(Records excerpted from a collection)

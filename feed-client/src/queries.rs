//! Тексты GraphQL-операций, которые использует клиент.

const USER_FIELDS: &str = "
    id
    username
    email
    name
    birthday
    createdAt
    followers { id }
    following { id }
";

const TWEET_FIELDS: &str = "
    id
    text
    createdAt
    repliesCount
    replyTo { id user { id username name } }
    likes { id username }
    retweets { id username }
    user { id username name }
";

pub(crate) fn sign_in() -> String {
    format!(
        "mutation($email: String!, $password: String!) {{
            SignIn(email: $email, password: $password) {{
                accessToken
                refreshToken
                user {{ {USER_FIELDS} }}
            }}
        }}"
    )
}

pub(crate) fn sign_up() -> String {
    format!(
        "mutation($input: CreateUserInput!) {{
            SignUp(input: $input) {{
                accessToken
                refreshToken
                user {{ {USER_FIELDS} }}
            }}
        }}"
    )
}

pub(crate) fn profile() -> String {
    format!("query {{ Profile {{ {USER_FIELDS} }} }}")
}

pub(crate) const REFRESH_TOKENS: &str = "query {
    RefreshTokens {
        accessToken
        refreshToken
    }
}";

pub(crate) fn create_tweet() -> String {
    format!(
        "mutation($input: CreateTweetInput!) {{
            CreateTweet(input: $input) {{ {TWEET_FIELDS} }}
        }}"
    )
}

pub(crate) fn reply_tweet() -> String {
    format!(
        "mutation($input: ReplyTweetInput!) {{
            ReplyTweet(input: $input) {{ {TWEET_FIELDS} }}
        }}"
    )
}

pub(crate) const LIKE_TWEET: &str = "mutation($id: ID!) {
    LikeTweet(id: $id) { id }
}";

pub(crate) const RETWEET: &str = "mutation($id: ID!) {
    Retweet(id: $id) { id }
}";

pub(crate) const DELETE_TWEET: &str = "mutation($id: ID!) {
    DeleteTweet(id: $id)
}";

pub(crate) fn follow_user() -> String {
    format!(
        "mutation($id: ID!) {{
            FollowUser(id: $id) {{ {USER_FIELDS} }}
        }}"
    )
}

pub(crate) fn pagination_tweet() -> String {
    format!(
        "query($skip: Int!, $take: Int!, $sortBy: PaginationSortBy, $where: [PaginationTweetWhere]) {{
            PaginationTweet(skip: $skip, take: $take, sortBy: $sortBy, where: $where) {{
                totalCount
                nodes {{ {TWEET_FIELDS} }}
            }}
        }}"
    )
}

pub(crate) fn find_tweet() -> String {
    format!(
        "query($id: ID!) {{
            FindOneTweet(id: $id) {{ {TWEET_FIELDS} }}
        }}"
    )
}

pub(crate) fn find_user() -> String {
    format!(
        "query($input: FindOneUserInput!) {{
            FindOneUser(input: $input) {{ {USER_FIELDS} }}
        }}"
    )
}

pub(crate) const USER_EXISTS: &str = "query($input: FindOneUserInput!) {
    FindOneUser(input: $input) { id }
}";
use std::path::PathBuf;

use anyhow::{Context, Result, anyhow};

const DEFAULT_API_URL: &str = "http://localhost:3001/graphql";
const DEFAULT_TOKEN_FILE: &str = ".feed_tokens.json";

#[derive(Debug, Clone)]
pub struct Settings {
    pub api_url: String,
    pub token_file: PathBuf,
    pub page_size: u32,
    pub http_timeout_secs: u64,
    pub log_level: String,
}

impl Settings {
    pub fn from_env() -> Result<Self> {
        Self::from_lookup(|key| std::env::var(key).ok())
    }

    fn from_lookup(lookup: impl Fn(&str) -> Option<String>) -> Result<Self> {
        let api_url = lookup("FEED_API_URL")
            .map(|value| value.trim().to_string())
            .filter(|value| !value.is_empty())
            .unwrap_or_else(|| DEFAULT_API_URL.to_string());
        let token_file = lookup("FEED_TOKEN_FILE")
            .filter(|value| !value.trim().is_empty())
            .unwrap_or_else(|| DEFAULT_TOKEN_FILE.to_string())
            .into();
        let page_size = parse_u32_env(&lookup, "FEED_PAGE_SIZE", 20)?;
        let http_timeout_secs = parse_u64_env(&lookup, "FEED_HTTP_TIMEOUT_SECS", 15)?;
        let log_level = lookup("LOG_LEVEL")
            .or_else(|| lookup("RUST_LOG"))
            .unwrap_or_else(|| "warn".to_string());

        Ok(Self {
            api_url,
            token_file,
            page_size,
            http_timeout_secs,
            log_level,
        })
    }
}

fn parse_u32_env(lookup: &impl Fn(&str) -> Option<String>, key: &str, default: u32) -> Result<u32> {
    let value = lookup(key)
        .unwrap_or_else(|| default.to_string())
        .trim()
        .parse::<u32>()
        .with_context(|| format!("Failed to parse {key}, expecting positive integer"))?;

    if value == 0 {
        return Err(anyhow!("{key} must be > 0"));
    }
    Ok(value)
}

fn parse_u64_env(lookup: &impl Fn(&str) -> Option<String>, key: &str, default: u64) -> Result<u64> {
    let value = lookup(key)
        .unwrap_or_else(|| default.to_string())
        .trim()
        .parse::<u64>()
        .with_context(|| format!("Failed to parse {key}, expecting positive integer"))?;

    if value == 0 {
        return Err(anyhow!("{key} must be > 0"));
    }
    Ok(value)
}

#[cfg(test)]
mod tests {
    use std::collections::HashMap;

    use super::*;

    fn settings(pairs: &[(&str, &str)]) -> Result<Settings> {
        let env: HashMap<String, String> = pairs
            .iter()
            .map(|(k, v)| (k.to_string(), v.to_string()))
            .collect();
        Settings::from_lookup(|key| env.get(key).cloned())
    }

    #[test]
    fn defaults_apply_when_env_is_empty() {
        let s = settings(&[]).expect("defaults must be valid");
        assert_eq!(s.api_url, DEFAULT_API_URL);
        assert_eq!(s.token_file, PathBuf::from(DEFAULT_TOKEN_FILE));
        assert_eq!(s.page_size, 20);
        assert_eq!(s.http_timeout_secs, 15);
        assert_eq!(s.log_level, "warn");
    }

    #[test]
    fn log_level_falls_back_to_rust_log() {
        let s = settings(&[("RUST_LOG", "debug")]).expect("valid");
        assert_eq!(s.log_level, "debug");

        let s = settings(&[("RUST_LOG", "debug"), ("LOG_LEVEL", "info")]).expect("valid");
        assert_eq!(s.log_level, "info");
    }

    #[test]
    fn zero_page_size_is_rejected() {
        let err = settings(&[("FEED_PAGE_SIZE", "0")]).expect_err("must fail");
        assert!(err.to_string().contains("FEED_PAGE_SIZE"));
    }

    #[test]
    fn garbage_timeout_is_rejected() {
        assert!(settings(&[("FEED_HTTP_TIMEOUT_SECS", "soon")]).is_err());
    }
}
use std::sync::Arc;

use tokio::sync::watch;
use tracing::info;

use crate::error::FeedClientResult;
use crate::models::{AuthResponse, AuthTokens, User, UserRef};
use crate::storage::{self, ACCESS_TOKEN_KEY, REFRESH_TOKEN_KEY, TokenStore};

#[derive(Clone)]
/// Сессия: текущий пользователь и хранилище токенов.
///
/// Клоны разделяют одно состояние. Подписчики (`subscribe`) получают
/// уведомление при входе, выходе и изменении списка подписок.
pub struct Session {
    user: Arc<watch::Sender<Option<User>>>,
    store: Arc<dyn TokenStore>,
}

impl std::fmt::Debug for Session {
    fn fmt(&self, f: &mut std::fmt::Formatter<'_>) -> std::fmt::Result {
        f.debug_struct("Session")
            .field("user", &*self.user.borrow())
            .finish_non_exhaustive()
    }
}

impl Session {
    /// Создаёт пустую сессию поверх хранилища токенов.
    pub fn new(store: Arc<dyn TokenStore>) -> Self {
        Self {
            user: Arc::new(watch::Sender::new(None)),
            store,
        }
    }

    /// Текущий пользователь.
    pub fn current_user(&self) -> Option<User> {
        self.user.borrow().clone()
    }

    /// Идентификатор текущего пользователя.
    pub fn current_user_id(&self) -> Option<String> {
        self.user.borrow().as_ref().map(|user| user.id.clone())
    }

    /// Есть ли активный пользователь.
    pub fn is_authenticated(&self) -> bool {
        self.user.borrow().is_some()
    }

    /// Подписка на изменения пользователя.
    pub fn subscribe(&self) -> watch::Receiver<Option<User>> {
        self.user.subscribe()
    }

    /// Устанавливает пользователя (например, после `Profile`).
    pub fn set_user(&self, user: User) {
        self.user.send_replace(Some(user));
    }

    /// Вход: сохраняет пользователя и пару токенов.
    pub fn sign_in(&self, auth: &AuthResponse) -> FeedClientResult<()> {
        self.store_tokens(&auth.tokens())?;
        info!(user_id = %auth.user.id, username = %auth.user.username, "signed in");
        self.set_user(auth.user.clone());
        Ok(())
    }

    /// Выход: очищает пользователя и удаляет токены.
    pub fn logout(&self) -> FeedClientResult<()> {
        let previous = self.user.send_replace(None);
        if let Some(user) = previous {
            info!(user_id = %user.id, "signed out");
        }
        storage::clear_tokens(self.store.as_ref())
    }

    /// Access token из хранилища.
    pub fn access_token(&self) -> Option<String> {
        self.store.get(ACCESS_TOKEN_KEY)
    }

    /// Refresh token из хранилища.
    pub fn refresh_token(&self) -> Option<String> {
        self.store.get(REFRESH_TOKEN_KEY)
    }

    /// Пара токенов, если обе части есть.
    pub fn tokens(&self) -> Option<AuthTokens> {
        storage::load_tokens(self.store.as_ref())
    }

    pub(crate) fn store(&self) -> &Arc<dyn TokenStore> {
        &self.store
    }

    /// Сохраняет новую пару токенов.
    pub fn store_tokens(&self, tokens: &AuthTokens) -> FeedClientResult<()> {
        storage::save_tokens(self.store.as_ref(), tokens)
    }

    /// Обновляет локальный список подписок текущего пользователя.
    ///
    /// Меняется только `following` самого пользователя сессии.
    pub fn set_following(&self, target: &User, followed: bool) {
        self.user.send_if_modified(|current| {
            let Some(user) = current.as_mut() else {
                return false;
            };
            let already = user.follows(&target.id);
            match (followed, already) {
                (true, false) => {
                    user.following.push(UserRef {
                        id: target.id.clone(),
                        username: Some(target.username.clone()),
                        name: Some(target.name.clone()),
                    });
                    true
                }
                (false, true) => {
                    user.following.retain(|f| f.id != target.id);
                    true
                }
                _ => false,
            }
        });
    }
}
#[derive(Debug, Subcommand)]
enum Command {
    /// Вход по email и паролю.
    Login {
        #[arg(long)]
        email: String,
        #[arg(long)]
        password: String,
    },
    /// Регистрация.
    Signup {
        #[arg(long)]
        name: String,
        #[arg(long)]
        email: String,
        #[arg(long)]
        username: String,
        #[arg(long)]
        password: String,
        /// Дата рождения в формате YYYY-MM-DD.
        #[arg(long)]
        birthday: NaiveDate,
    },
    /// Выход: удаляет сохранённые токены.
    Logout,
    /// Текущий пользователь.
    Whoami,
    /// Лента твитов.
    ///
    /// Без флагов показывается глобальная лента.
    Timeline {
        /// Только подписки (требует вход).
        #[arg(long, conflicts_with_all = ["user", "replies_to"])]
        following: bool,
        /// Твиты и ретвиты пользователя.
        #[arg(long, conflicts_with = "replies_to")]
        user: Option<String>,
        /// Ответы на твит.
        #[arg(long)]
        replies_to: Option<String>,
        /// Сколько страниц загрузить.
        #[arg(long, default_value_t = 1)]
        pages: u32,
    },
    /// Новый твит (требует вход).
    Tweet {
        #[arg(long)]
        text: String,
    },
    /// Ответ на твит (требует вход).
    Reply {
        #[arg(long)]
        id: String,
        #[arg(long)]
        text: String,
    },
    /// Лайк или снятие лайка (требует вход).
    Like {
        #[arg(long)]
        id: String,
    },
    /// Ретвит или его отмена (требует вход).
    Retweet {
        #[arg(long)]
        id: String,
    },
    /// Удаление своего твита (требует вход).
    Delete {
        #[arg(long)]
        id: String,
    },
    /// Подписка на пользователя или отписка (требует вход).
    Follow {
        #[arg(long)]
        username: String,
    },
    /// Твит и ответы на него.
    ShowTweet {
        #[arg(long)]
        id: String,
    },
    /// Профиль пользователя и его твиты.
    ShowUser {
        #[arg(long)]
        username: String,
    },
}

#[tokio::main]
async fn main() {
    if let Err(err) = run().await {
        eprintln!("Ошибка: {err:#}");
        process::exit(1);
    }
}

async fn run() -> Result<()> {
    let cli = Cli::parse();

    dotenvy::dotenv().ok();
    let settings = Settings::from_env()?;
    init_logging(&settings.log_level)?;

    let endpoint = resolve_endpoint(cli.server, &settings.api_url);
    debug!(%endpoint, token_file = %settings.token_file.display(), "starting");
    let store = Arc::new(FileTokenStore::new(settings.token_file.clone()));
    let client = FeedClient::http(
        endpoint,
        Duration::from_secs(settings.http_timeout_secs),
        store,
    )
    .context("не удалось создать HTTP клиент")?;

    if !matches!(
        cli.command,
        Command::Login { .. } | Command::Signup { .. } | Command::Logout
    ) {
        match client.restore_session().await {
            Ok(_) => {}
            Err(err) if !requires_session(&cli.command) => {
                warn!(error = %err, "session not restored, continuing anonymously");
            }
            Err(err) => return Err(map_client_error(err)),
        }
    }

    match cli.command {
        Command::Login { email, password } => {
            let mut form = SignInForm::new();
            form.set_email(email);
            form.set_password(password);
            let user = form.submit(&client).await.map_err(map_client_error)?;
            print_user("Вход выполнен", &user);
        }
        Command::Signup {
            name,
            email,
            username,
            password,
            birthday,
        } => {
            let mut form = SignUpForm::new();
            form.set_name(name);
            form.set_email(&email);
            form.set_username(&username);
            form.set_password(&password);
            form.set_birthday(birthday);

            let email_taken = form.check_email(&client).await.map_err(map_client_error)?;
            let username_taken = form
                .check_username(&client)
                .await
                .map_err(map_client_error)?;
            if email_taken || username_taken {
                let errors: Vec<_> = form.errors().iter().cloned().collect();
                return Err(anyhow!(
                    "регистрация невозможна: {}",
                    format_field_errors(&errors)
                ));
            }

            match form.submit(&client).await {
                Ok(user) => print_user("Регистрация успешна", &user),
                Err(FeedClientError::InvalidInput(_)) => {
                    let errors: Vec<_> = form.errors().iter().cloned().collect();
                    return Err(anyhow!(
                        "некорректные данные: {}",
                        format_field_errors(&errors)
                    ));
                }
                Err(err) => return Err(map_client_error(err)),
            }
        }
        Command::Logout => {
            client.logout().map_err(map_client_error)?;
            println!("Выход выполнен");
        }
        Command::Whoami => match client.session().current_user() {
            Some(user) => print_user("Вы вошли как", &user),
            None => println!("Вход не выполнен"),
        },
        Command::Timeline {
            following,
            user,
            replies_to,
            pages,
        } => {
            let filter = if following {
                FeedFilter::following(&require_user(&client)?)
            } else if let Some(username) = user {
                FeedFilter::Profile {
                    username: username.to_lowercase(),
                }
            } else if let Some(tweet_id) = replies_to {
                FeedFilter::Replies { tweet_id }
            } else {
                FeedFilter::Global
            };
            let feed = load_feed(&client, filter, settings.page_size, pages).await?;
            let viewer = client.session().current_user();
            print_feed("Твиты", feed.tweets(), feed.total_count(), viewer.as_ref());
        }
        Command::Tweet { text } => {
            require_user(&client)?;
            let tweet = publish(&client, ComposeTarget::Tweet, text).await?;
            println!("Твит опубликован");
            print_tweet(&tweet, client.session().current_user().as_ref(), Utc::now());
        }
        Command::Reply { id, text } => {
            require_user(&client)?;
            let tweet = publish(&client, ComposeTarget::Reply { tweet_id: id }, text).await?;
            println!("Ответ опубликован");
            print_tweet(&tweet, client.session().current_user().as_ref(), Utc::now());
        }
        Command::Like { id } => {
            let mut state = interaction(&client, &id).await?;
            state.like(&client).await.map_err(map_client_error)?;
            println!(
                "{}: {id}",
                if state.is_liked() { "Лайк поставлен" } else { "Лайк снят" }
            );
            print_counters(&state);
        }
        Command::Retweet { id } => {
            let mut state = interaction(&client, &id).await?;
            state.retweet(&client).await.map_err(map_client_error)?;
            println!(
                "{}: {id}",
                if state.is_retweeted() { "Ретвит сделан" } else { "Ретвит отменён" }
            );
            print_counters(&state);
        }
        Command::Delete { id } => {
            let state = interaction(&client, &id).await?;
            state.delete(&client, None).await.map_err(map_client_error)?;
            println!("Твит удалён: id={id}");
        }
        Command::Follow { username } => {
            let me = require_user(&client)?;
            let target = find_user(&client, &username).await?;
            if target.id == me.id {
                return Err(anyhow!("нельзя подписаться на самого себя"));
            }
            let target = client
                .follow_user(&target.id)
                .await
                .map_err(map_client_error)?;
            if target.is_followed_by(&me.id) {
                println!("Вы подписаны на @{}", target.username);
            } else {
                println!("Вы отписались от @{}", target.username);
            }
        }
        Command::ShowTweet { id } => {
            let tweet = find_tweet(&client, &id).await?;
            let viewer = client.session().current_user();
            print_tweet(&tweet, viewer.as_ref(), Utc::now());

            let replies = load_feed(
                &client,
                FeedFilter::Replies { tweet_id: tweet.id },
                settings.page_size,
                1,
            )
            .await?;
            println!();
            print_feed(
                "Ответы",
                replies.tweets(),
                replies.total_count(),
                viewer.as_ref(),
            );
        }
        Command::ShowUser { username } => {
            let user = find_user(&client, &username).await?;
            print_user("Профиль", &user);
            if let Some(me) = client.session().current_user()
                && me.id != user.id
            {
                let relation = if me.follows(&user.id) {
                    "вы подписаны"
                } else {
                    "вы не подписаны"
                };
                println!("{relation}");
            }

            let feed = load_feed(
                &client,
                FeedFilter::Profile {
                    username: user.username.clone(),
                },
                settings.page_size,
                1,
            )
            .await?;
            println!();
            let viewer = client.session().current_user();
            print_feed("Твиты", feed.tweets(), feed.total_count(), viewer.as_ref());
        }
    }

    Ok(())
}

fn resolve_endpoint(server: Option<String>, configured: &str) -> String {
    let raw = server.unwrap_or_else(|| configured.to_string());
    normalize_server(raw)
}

=== Task ===
Search the records for the string "cloned" and return every line in which it occurs.

=== Response box ===
        Settings::from_lookup(|key| env.get(key).cloned())
                let errors: Vec<_> = form.errors().iter().cloned().collect();
                    let errors: Vec<_> = form.errors().iter().cloned().collect();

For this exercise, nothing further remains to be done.